When we go outside he wears a black leather jacket with the name of a computer company emblazoned across the back and he wears bright brown leather gloves that look straight out of the package. He offers to transfer some logs from the trunk of my mother's car to ours and does it in about three seconds. He likes to be helpful.
And when Fred and I drive away David comes out into the yard to look at the crescent moon, the dying light in the West, to sniff the air. I remember he did this last time too, coming out of the house as we left to wave, but also just to take in whatever nature was doing right then. He's no big nature boy. He just likes to look and see what's going on.
As we sat in my mother's small living room, Fred in the big chair that doesn't look so big anymore, the one we used to call "the throne," the chair my father used to be so proud of – upholstered in a buttery velvet with a high back and carved curving arms – my sister Esther tucked into a corner of the small couch with a plate of goat cheese and smoked salmon – my mother on a dining room chair off by Fred, a little out of the circle of conversation, David mentions all the new presidents of South American countries who have recently been elected; without effort or showing off he refers to them by name – so and so in Chile, so and so in Bolivia, Argentina, Brazil.
David walks just a little pigeon-toed. His legs are short. It adds to his child-like appearance. He's sort of cuddly. My sister says on their first date he ordered a hot chocolate instead of a beer and she loved that about him.
I noticed my sister calling my mother "Joan" on this visit. Not all the time, but sometimes, matching her voice to her husband's.
Three months after I first moved in with Fred my mother went into hospital for an operation. She needed someone at home with her for awhile afterwards. I was the obvious choice. After all, just a few months previous I would have been there anyway, living right next door. No one had really taken in that I'd moved away. And even though I'd moved away I wasn't far, only an hour or so by car. Instead, I spoke with a Mexican friend of my mother's who needed a place to stay. She was thrilled to hear that she could stay with my mother. But Esther said mother deserved better. She called up the Mexican woman and told her she couldn't stay, and flew out from California herself. I didn't say anything. I just melted away. I never thought my family would end up so stereotypical.

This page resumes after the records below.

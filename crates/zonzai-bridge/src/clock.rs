//! Monotonic host time.
//!
//! Production code samples a monotonic [`Instant`]; tests drive the loop deterministically with a
//! [`FakeHostClock`].

use std::sync::atomic::{AtomicU64, Ordering};
use std::sync::Arc;
use std::time::{Duration, Instant};

pub trait HostClock {
    /// Time elapsed since the clock's origin.
    fn now(&self) -> Duration;
}

#[derive(Debug, Clone, Copy)]
pub struct StdHostClock {
    origin: Instant,
}

impl StdHostClock {
    pub fn new() -> Self {
        Self {
            origin: Instant::now(),
        }
    }
}

impl Default for StdHostClock {
    fn default() -> Self {
        Self::new()
    }
}

impl HostClock for StdHostClock {
    fn now(&self) -> Duration {
        self.origin.elapsed()
    }
}

/// Manually advanced clock. Clones share the same time.
#[derive(Debug, Clone, Default)]
pub struct FakeHostClock {
    now_ns: Arc<AtomicU64>,
}

impl FakeHostClock {
    pub fn new() -> Self {
        Self::default()
    }

    pub fn set(&self, now: Duration) {
        self.now_ns
            .store(now.as_nanos().min(u64::MAX as u128) as u64, Ordering::SeqCst);
    }

    pub fn advance(&self, delta: Duration) {
        let delta_ns = delta.as_nanos().min(u64::MAX as u128) as u64;
        let mut cur = self.now_ns.load(Ordering::SeqCst);
        loop {
            let next = cur.saturating_add(delta_ns);
            match self
                .now_ns
                .compare_exchange_weak(cur, next, Ordering::SeqCst, Ordering::SeqCst)
            {
                Ok(_) => return,
                Err(actual) => cur = actual,
            }
        }
    }
}

impl HostClock for FakeHostClock {
    fn now(&self) -> Duration {
        Duration::from_nanos(self.now_ns.load(Ordering::SeqCst))
    }
}

#[cfg(test)]
mod tests {
    use super::*;

    #[test]
    fn fake_clock_clones_share_time() {
        let clock = FakeHostClock::new();
        let other = clock.clone();
        clock.advance(Duration::from_millis(5));
        assert_eq!(other.now(), Duration::from_millis(5));
        other.set(Duration::from_secs(1));
        assert_eq!(clock.now(), Duration::from_secs(1));
    }

    #[test]
    fn std_clock_is_monotonic() {
        let clock = StdHostClock::new();
        let a = clock.now();
        let b = clock.now();
        assert!(b >= a);
    }
}
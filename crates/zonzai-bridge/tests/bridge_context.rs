use std::time::Duration;

use zonzai_bridge::engine::fake::{AllocBehavior, EngineCall, FakeEngine};
use zonzai_bridge::{
    BlitMode, BridgeConfig, BridgeContext, ConfigError, DevicePointerEvent, DisplaySurface,
    ExportPreset, FakeHostClock, HostClock, HostFrameBuffer, ImageSurface, OverrunPolicy,
    PatternCatalog, PatternError, ScheduleConfig, TransferOutcome, ViewportPolicy, WASM_PAGE_SIZE,
};

fn config() -> BridgeConfig {
    BridgeConfig {
        seed: Some(42),
        ..BridgeConfig::default()
    }
}

fn started(engine: FakeEngine, config: BridgeConfig) -> (BridgeContext<FakeEngine>, ImageSurface) {
    let mut ctx = BridgeContext::new(engine, config, PatternCatalog::builtin()).unwrap();
    let mut surface = ImageSurface::default();
    ctx.start(&mut surface, (8, 8)).unwrap();
    ctx.engine_mut().take_calls();
    (ctx, surface)
}

#[test]
fn start_sizes_then_seeds_then_inits() {
    let mut ctx = BridgeContext::new(FakeEngine::new(2), config(), PatternCatalog::builtin()).unwrap();
    let mut surface = ImageSurface::default();
    ctx.start(&mut surface, (64, 48)).unwrap();

    assert_eq!(
        ctx.engine().calls(),
        &[
            EngineCall::SetWindowDimensions {
                width: 64,
                height: 48
            },
            EngineCall::SetRandSeed(42),
            EngineCall::Init,
        ]
    );
    assert_eq!(ctx.dimensions(), Some((64, 48)));
    assert_eq!(surface.dimensions(), (64, 48));
}

#[test]
fn invalid_config_is_rejected_up_front() {
    let config = BridgeConfig {
        schedule: ScheduleConfig::Interval {
            interval_ms: 0,
            overrun: OverrunPolicy::Drop,
        },
        ..BridgeConfig::default()
    };
    let err = BridgeContext::new(FakeEngine::new(1), config, PatternCatalog::builtin()).unwrap_err();
    assert!(matches!(err, ConfigError::Invalid(_)));
}

#[test]
fn every_resize_lands_on_the_target_dimensions() {
    let policy = ViewportPolicy::Chrome {
        chrome_height: 40,
        cell_size: 5,
    };
    let config = BridgeConfig {
        viewport: policy,
        ..config()
    };
    let (mut ctx, mut surface) = started(FakeEngine::new(2), config);

    for display in [(800, 600), (800, 600), (333, 241), (20, 30), (1024, 768)] {
        let dims = ctx.handle_resize(&mut surface, display).unwrap();
        let target = policy.target_dimensions(display.0, display.1);
        assert_eq!(dims, target);
        assert_eq!(ctx.framebuffer().dimensions(), target);
        assert_eq!(surface.dimensions(), target);
        assert_eq!(ctx.engine().dimensions(), target);
    }
}

#[test]
fn out_of_bounds_frame_keeps_the_previous_one_visible() {
    let (mut ctx, mut surface) = started(FakeEngine::new(2), config());

    let first = ctx.run_frame(&mut surface, Duration::ZERO).unwrap();
    assert!(first.copied());
    assert_eq!(surface.pixel(0, 0), Some([1; 4]));

    ctx.engine_mut()
        .set_output_pointer((2 * WASM_PAGE_SIZE - 16) as u32);
    let second = ctx.run_frame(&mut surface, Duration::from_millis(16)).unwrap();
    assert_eq!(second, TransferOutcome::SkippedOutOfBounds);

    assert_eq!(surface.presented(), 1);
    assert_eq!(surface.pixel(7, 7), Some([1; 4]));
    assert_eq!(ctx.framebuffer().pixel(0, 0), Some([1; 4]));
    let stats = ctx.transfer_stats();
    assert_eq!((stats.copied, stats.skipped_out_of_bounds), (1, 1));
    assert_eq!(ctx.frames(), 2);
}

#[test]
fn failed_allocation_keeps_the_previous_pattern() {
    let (mut ctx, _surface) = started(FakeEngine::new(2), config());

    let glider = ctx.select_pattern(0).unwrap();
    assert_eq!(glider.len, "bob$2bo$3o!".len());
    assert_eq!(ctx.selected_pattern(), Some(0));

    ctx.engine_mut().set_alloc_behavior(AllocBehavior::Fail);
    let err = ctx.select_pattern(1).unwrap_err();
    assert!(matches!(err, PatternError::AllocationFailed { len: 3 }));

    assert_eq!(ctx.selected_pattern(), Some(0));
    assert_eq!(ctx.engine().selected_pattern(), Some(glider.offset));
    assert_eq!(
        ctx.engine().calls(),
        &[
            EngineCall::Alloc(11),
            EngineCall::SelectPattern(glider.offset),
            EngineCall::Alloc(3),
        ]
    );
}

#[test]
fn patterns_are_found_by_name() {
    let (mut ctx, _surface) = started(FakeEngine::new(2), config());
    ctx.select_pattern_by_name("blinker").unwrap();
    assert_eq!(ctx.selected_pattern(), Some(1));

    let err = ctx.select_pattern_by_name("nope").unwrap_err();
    assert!(matches!(err, PatternError::UnknownPattern(_)));
    let err = ctx.select_pattern(999).unwrap_err();
    assert!(matches!(err, PatternError::IndexOutOfRange { index: 999, .. }));
    assert_eq!(ctx.selected_pattern(), Some(1));
}

#[test]
fn clear_forgets_the_selection() {
    let (mut ctx, _surface) = started(FakeEngine::new(2), config());
    ctx.select_pattern(0).unwrap();
    ctx.clear().unwrap();
    assert_eq!(ctx.selected_pattern(), None);
    assert_eq!(ctx.engine().selected_pattern(), None);
}

#[test]
fn pointer_events_are_mapped_into_engine_space() {
    let config = BridgeConfig {
        preset: ExportPreset::Life,
        viewport_offset: (10, 20),
        ..config()
    };
    let (mut ctx, _surface) = started(FakeEngine::new(2), config);

    // Outside the canvas: dropped before the state machine.
    ctx.handle_pointer(DevicePointerEvent::Down { x: 0, y: 0 }).unwrap();
    assert!(!ctx.pointer_state().button_down());

    ctx.handle_pointer(DevicePointerEvent::Down { x: 15, y: 25 }).unwrap();
    ctx.handle_pointer(DevicePointerEvent::Up { x: 15, y: 25 }).unwrap();
    assert_eq!(
        ctx.engine_mut().take_calls(),
        vec![EngineCall::MouseClick { x: 5, y: 5 }]
    );

    ctx.handle_pointer(DevicePointerEvent::Down { x: 15, y: 25 }).unwrap();
    ctx.handle_pointer(DevicePointerEvent::Move { x: 16, y: 25 }).unwrap();
    // Released outside the canvas: ends the drag, no click.
    ctx.handle_pointer(DevicePointerEvent::Up { x: 500, y: 500 }).unwrap();
    assert_eq!(
        ctx.engine_mut().take_calls(),
        vec![
            EngineCall::SetDragging(true),
            EngineCall::MoveMouse { x: 6, y: 5 },
            EngineCall::SetDragging(false),
        ]
    );
}

#[test]
fn flipped_y_axis_is_applied() {
    let config = BridgeConfig {
        flip_y: true,
        ..config()
    };
    let (mut ctx, _surface) = started(FakeEngine::new(2), config);
    ctx.handle_pointer(DevicePointerEvent::Move { x: 2, y: 0 }).unwrap();
    assert_eq!(
        ctx.engine().calls(),
        &[EngineCall::MoveMouse { x: 2, y: 7 }]
    );
}

#[test]
fn non_interactive_engine_ignores_pointer_commands() {
    let (mut ctx, _surface) = started(FakeEngine::non_interactive(2), config());
    let commands = ctx
        .handle_pointer(DevicePointerEvent::Down { x: 1, y: 1 })
        .and_then(|_| ctx.handle_pointer(DevicePointerEvent::Up { x: 1, y: 1 }))
        .unwrap();
    assert_eq!(commands.len(), 1);
    assert!(ctx.engine().calls().is_empty());
}

#[test]
fn vsync_loop_reports_fps_on_its_own_cadence() {
    let clock = FakeHostClock::new();
    let (mut ctx, mut surface) = started(FakeEngine::new(2), config());

    let mut frames = 0;
    let mut readings = Vec::new();
    for _ in 0..=300 {
        let report = ctx.poll(&mut surface, &clock).unwrap();
        assert!(report.frames_run <= 1);
        frames += report.frames_run;
        readings.extend(report.fps);
        clock.advance(Duration::from_millis(1));
    }

    // One frame immediately, then one per 60 Hz boundary.
    assert_eq!(frames, 19);
    assert_eq!(readings.len(), 2);
    assert!(readings.iter().all(|r| r.to_string() == "60 fps"));
    assert_eq!(surface.presented(), u64::from(frames));
}

#[test]
fn fixed_interval_drops_overrun_ticks() {
    let config = BridgeConfig {
        schedule: ScheduleConfig::Interval {
            interval_ms: 10,
            overrun: OverrunPolicy::Drop,
        },
        ..config()
    };
    let (mut ctx, mut surface) = started(FakeEngine::new(2), config);
    let clock = FakeHostClock::new();

    assert_eq!(ctx.poll(&mut surface, &clock).unwrap().frames_run, 0);
    clock.set(Duration::from_millis(35));
    let report = ctx.poll(&mut surface, &clock).unwrap();
    assert_eq!(report.frames_run, 1);
    assert_eq!(report.next_deadline, Some(Duration::from_millis(40)));
    assert_eq!(ctx.scheduler().dropped_ticks(), 2);
}

#[test]
fn fixed_interval_queue_runs_backlog() {
    let config = BridgeConfig {
        schedule: ScheduleConfig::Interval {
            interval_ms: 10,
            overrun: OverrunPolicy::Queue { max_backlog: 8 },
        },
        ..config()
    };
    let (mut ctx, mut surface) = started(FakeEngine::new(2), config);
    let clock = FakeHostClock::new();

    ctx.poll(&mut surface, &clock).unwrap();
    clock.set(Duration::from_millis(35));
    let report = ctx.poll(&mut surface, &clock).unwrap();
    assert_eq!(report.frames_run, 3);
    assert_eq!(ctx.engine().ticks(), 3);
}

#[test]
fn queued_backlog_keeps_the_nominal_frame_rate() {
    let config = BridgeConfig {
        schedule: ScheduleConfig::Interval {
            interval_ms: 10,
            overrun: OverrunPolicy::Queue { max_backlog: 8 },
        },
        ..config()
    };
    let (mut ctx, mut surface) = started(FakeEngine::new(2), config);
    let clock = FakeHostClock::new();

    ctx.poll(&mut surface, &clock).unwrap();
    clock.set(Duration::from_millis(30));
    assert_eq!(ctx.poll(&mut surface, &clock).unwrap().frames_run, 3);
    clock.set(Duration::from_millis(60));
    assert_eq!(ctx.poll(&mut surface, &clock).unwrap().frames_run, 3);

    let window: Vec<_> = ctx.fps_meter().window().iter().collect();
    assert_eq!(window, vec![Duration::from_millis(10); 5]);
    let reading = ctx.fps_meter().reading().unwrap();
    assert_eq!(reading.to_string(), "100 fps");
}

/// Surface whose presents take `cost` of host time.
struct SlowSurface {
    inner: ImageSurface,
    clock: FakeHostClock,
    cost: Duration,
}

impl DisplaySurface for SlowSurface {
    fn resize(&mut self, width: u32, height: u32) {
        self.inner.resize(width, height);
    }

    fn present(&mut self, frame: &HostFrameBuffer, mode: BlitMode) {
        self.inner.present(frame, mode);
        self.clock.advance(self.cost);
    }
}

#[test]
fn slow_vsync_frame_waits_for_the_boundary_after_it_finishes() {
    let clock = FakeHostClock::new();
    let mut surface = SlowSurface {
        inner: ImageSurface::default(),
        clock: clock.clone(),
        cost: Duration::from_millis(20),
    };
    let mut ctx = BridgeContext::new(FakeEngine::new(2), config(), PatternCatalog::builtin()).unwrap();
    ctx.start(&mut surface, (8, 8)).unwrap();

    let report = ctx.poll(&mut surface, &clock).unwrap();
    assert_eq!(report.frames_run, 1);
    assert_eq!(clock.now(), Duration::from_millis(20));
    // 60 Hz boundaries fall at 16.67 ms and 33.33 ms; the frame finished after the first one.
    let next = report.next_deadline.unwrap();
    assert!(next > Duration::from_millis(33) && next < Duration::from_millis(34), "{next:?}");
    assert_eq!(ctx.poll(&mut surface, &clock).unwrap().frames_run, 0);
}

#[test]
fn paused_engine_still_ticks_and_presents() {
    let (mut ctx, mut surface) = started(FakeEngine::new(2), config());
    ctx.run_frame(&mut surface, Duration::ZERO).unwrap();

    assert!(ctx.toggle_pause().unwrap());
    assert!(ctx.is_paused());
    ctx.run_frame(&mut surface, Duration::from_millis(16)).unwrap();
    ctx.run_frame(&mut surface, Duration::from_millis(32)).unwrap();

    assert_eq!(ctx.engine().ticks(), 1);
    assert_eq!(surface.presented(), 3);
    assert_eq!(surface.pixel(0, 0), Some([1; 4]));

    assert!(!ctx.toggle_pause().unwrap());
    ctx.run_frame(&mut surface, Duration::from_millis(48)).unwrap();
    assert_eq!(surface.pixel(0, 0), Some([2; 4]));
}

#[test]
fn resize_keeps_surface_in_step_with_the_engine() {
    let (mut ctx, mut surface) = started(FakeEngine::new(2), config());
    ctx.handle_resize(&mut surface, (16, 4)).unwrap();
    ctx.run_frame(&mut surface, Duration::ZERO).unwrap();
    assert_eq!(surface.dimensions(), (16, 4));
    assert_eq!(surface.pixel(15, 3), Some([1; 4]));
    surface.resize(1, 1);
    assert_eq!(surface.pixel(0, 0), Some([0; 4]));
}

My mother once gave me power of attorney. Esther had that changed because she says she is much more involved with my mother than I am. And she is. She has burrowed into the finances of both our parents, giving advice, and monthly checks. She calls it being responsible.
She owns the little white house right next to my mother's. Doesn't live there, just owns it. The two houses are almost identical. She bought it just as I was leaving the ashram. It was where I was supposed to live. Perfect. Right next to my mother. Since it looked like I wasn't going to get married, I might as well take care of my mother. I only stayed six months. Then I moved out into a much bigger arena, here in Woodstock, a place where really anything can happen. It's way scarier than the half-acre in Sullivan Country where I was alone in a one-bedroom cottage. I thought I'd write there, alone in my little white house looking out into woods from my computer. Instead, I got into a rocket ship.